The following code snippet loads the probability matrix.

In [2]:
import csv
from IPython.display import display, Latex

alphabet = [chr(i+ord('a')) for i in range(26)]
alphabet.append('.')
letter2idx = {c:i for i,c in enumerate(alphabet)}

T = []
with open('transitions.csv') as csvfile:
    reader = csv.reader(csvfile, delimiter=',')
    for row in reader:
        T.append(row)

print('Example')
## p(x_t = 'u' | x_{t-1} = 'q')
display(Latex(r"$p(x_t = \text{'u'} | x_{t-1} = \text{'q'})$"))
print(T[letter2idx['q']][letter2idx['u']])
display(Latex(r"$p(x_t | x_{t-1} = \text{'a'})$"))
for c,p in zip(alphabet,T[letter2idx['a']]):
    print(c,p)    

Example


<IPython.core.display.Latex object>

0.9949749


<IPython.core.display.Latex object>

a 0.0002835
b 0.0228302
c 0.0369041
d 0.0426290
e 0.0012216
f 0.0075739
g 0.0171385
h 0.0014659
i 0.0372661
j 0.0002353
k 0.0110124
l 0.0778259
m 0.0260757
n 0.2145354
o 0.0005459
p 0.0195213
q 0.0001749
r 0.1104770
s 0.0934290
t 0.1317960
u 0.0098029
v 0.0306574
w 0.0088799
x 0.0009562
y 0.0233701
z 0.0018701
. 0.0715219


## TASK 1

The following code generates random english words with a sepecified length using the probability matrix. To increase efficiency we utilize Markov property. Since the letters are only dependent on the previous letter, the letters can be generated iteratively starting from the beginning. Formally,
$$x_i\sim P(x_i|x_{i-1})$$ 
where $x_1\sim p(x_1|\text{'.'})$

In [105]:
import numpy as np
from random import randint
#Number of letters
def rand_word(N):
    letters=[]
    #Assume that every words starts with a '.'
    letters.append('.');
    #Iteratively generate letters.
    for i in range (0,N):
        prev=letters[i]
        prev_id=letter2idx[prev]
        column=T[prev_id]
        probs=np.array([float(j) for j in column])
        probs /= probs.sum()
        c=np.random.choice(alphabet,p=probs)
        letters.append(c)
    str=""
    for j in letters[1:]:
        str+=j
    return str
N=15
for i in range (5,N):
    print("Sample :",i-4,"   ",rand_word(i))

Sample : 1     ppr.o
Sample : 2     strl.t
Sample : 3     ro.fry.
Sample : 4     jucer.ta
Sample : 5     aayd.f.pp
Sample : 6     wine.bre.d
Sample : 7     t....be.fom
Sample : 8     te.to.an.o.w
Sample : 9     he.sed.intha.
Sample : 10     serne.ther.thi


## TASK2

The task is to fill the missing letters in given English words. Without implementing more general sum-product algorithm on the factor graph, we can efficiently estimate the words by using the Markov(1) property. This implementation is in fact a very special case of general sum-product algorithm. 

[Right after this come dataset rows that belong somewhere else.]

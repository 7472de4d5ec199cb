//! The cart state machine.
//!
//! The cart is a pure reducer: a [`CartState`] plus a [`CartCommand`]
//! deterministically yields the next state. Persistence (the visitor's
//! session) is the caller's concern; nothing here performs I/O.
//!
//! Invariants:
//! - At most one line per item id. Adding an existing id merges quantities
//!   instead of duplicating the line.
//! - Line quantity never exceeds [`MAX_LINE_QTY`] and never goes below zero.
//!   A zero-quantity line is kept; removing it is an explicit command.
//! - Insertion order is preserved.

use rust_decimal::Decimal;
use serde::{Deserialize, Serialize};

/// Hard cap on a single line's quantity.
pub const MAX_LINE_QTY: u32 = 99;

/// One cart entry, aggregating quantity for a single item id.
///
/// The id is normally a catalog item id, but synthetic ids (promo bundles)
/// are allowed; the cart does not care where a line came from.
#[derive(Debug, Clone, PartialEq, Eq, Serialize, Deserialize)]
pub struct CartLine {
    /// Catalog item id, or a synthetic promo id.
    pub id: String,
    /// Title snapshot taken when the line was created.
    pub title: String,
    /// Image reference snapshot, if the item had one.
    pub image: Option<String>,
    /// Unit price snapshot.
    pub price: Decimal,
    /// Quantity, `0..=MAX_LINE_QTY`.
    pub qty: u32,
}

impl CartLine {
    /// Line total: unit price × quantity.
    #[must_use]
    pub fn line_total(&self) -> Decimal {
        self.price * Decimal::from(self.qty)
    }
}

/// Commands accepted by the cart reducer.
#[derive(Debug, Clone, PartialEq, Eq, Serialize, Deserialize)]
pub enum CartCommand {
    /// Add a line; merges quantities when the id already exists.
    Add(CartLine),
    /// Remove the line with the given id; no-op when absent.
    Remove {
        /// Line id to remove.
        id: String,
    },
    /// Set a line's quantity; clamps below at zero, no-op for unknown ids.
    SetQty {
        /// Line id to update.
        id: String,
        /// Requested quantity; negative values clamp to zero.
        qty: i64,
    },
    /// Drop every line.
    Clear,
}

/// The cart: an ordered list of lines.
#[derive(Debug, Clone, Default, PartialEq, Eq, Serialize, Deserialize)]
pub struct CartState {
    lines: Vec<CartLine>,
}

impl CartState {
    /// Apply one command, producing the next state in place.
    pub fn apply(&mut self, command: CartCommand) {
        match command {
            CartCommand::Add(mut line) => {
                if let Some(existing) = self.lines.iter_mut().find(|l| l.id == line.id) {
                    // Merge: bump quantity, keep the existing snapshot fields.
                    existing.qty = existing.qty.saturating_add(line.qty).min(MAX_LINE_QTY);
                } else {
                    line.qty = line.qty.min(MAX_LINE_QTY);
                    self.lines.push(line);
                }
            }
            CartCommand::Remove { id } => {
                self.lines.retain(|l| l.id != id);
            }
            CartCommand::SetQty { id, qty } => {
                if let Some(line) = self.lines.iter_mut().find(|l| l.id == id) {
                    line.qty = u32::try_from(qty.max(0)).unwrap_or(u32::MAX);
                }
            }
            CartCommand::Clear => {
                self.lines.clear();
            }
        }
    }

    /// The lines, in insertion order.
    #[must_use]
    pub fn lines(&self) -> &[CartLine] {
        &self.lines
    }

    /// Look up a line by id.
    #[must_use]
    pub fn line(&self, id: &str) -> Option<&CartLine> {
        self.lines.iter().find(|l| l.id == id)
    }

    /// Sum of price × qty over all lines.
    #[must_use]
    pub fn subtotal(&self) -> Decimal {
        self.lines.iter().map(CartLine::line_total).sum()
    }

    /// Sum of quantities over all lines.
    #[must_use]
    pub fn count(&self) -> u32 {
        self.lines.iter().map(|l| l.qty).sum()
    }

    /// True when the cart holds no lines at all.
    #[must_use]
    pub fn is_empty(&self) -> bool {
        self.lines.is_empty()
    }
}

#[cfg(test)]
#[allow(clippy::unwrap_used)]
mod tests {
    use super::*;

    fn line(id: &str, price: i64, qty: u32) -> CartLine {
        CartLine {
            id: id.to_owned(),
            title: format!("Item {id}"),
            image: Some(format!("/images/{id}.png")),
            price: Decimal::from(price),
            qty,
        }
    }

    #[test]
    fn test_add_appends_in_order() {
        let mut cart = CartState::default();
        cart.apply(CartCommand::Add(line("a", 100, 1)));
        cart.apply(CartCommand::Add(line("b", 50, 2)));

        let ids: Vec<&str> = cart.lines().iter().map(|l| l.id.as_str()).collect();
        assert_eq!(ids, vec!["a", "b"]);
        assert_eq!(cart.subtotal(), Decimal::from(200));
        assert_eq!(cart.count(), 3);
    }

    #[test]
    fn test_add_merges_on_existing_id() {
        let mut cart = CartState::default();
        cart.apply(CartCommand::Add(line("a", 100, 1)));

        // Second add with a different snapshot: quantity merges, the
        // original price/title/image win.
        let mut changed = line("a", 999, 2);
        changed.title = "Renamed".to_owned();
        changed.image = None;
        cart.apply(CartCommand::Add(changed));

        assert_eq!(cart.lines().len(), 1);
        let merged = cart.line("a").unwrap();
        assert_eq!(merged.qty, 3);
        assert_eq!(merged.price, Decimal::from(100));
        assert_eq!(merged.title, "Item a");
        assert_eq!(merged.image.as_deref(), Some("/images/a.png"));
    }

    #[test]
    fn test_add_caps_quantity_at_99() {
        let mut cart = CartState::default();
        cart.apply(CartCommand::Add(line("a", 10, 98)));
        cart.apply(CartCommand::Add(line("a", 10, 5)));
        assert_eq!(cart.line("a").unwrap().qty, MAX_LINE_QTY);

        // A fresh line is capped too.
        cart.apply(CartCommand::Add(line("b", 10, 150)));
        assert_eq!(cart.line("b").unwrap().qty, MAX_LINE_QTY);
    }

    #[test]
    fn test_remove_filters_and_ignores_unknown() {
        let mut cart = CartState::default();
        cart.apply(CartCommand::Add(line("a", 100, 1)));
        cart.apply(CartCommand::Add(line("b", 50, 1)));

        cart.apply(CartCommand::Remove { id: "a".to_owned() });
        assert!(cart.line("a").is_none());
        assert_eq!(cart.lines().len(), 1);

        cart.apply(CartCommand::Remove {
            id: "missing".to_owned(),
        });
        assert_eq!(cart.lines().len(), 1);
    }

    #[test]
    fn test_set_qty_clamps_negative_to_zero() {
        let mut cart = CartState::default();
        cart.apply(CartCommand::Add(line("a", 100, 3)));

        cart.apply(CartCommand::SetQty {
            id: "a".to_owned(),
            qty: -5,
        });
        let l = cart.line("a").unwrap();
        assert_eq!(l.qty, 0, "negative quantities clamp to zero");
        assert_eq!(cart.lines().len(), 1, "zero-qty lines are not auto-removed");
        assert_eq!(cart.subtotal(), Decimal::ZERO);
    }

    #[test]
    fn test_set_qty_unknown_id_is_noop() {
        let mut cart = CartState::default();
        cart.apply(CartCommand::Add(line("a", 100, 1)));

        let before = cart.clone();
        cart.apply(CartCommand::SetQty {
            id: "missing".to_owned(),
            qty: 7,
        });
        assert_eq!(cart, before);
    }

    #[test]
    fn test_clear_empties_unconditionally() {
        let mut cart = CartState::default();
        cart.apply(CartCommand::Add(line("a", 100, 1)));
        cart.apply(CartCommand::Add(line("b", 50, 4)));

        cart.apply(CartCommand::Clear);
        assert!(cart.is_empty());
        assert_eq!(cart.subtotal(), Decimal::ZERO);
        assert_eq!(cart.count(), 0);
    }

    #[test]
    fn test_merge_invariant_over_command_sequence() {
        let mut cart = CartState::default();
        let commands = vec![
            CartCommand::Add(line("a", 100, 1)),
            CartCommand::Add(line("b", 50, 2)),
            CartCommand::Add(line("a", 100, 1)),
            CartCommand::SetQty {
                id: "b".to_owned(),
                qty: 0,
            },
            CartCommand::Add(line("c", 25, 99)),
            CartCommand::Remove { id: "a".to_owned() },
            CartCommand::Add(line("b", 50, 1)),
        ];

        for command in commands {
            cart.apply(command);

            // Merge invariant: no two lines share an id.
            let mut ids: Vec<&str> = cart.lines().iter().map(|l| l.id.as_str()).collect();
            ids.sort_unstable();
            let len_before = ids.len();
            ids.dedup();
            assert_eq!(ids.len(), len_before);

            // Subtotal always equals the recomputed sum.
            let expected: Decimal = cart
                .lines()
                .iter()
                .map(|l| l.price * Decimal::from(l.qty))
                .sum();
            assert_eq!(cart.subtotal(), expected);
        }
    }

    #[test]
    fn test_session_blob_roundtrip() {
        let mut cart = CartState::default();
        cart.apply(CartCommand::Add(line("a", 100, 2)));

        let blob = serde_json::to_string(&cart).unwrap();
        let restored: CartState = serde_json::from_str(&blob).unwrap();
        assert_eq!(restored, cart);
    }
}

First thing to notice is that seperate chunk of missing letters are independent from each other. For instance for the word $\text{'th__br__n.f_x.'}$ we can divide this word as a set of words $\text{S={'h__b','r__n','f_x'}}$ and fill the missing letters of each word seperately. This comes from the fact that whenever a letter is given, the chain is broken from that point.

Estimation is performed recursively starting from the last element of the missing chunk. 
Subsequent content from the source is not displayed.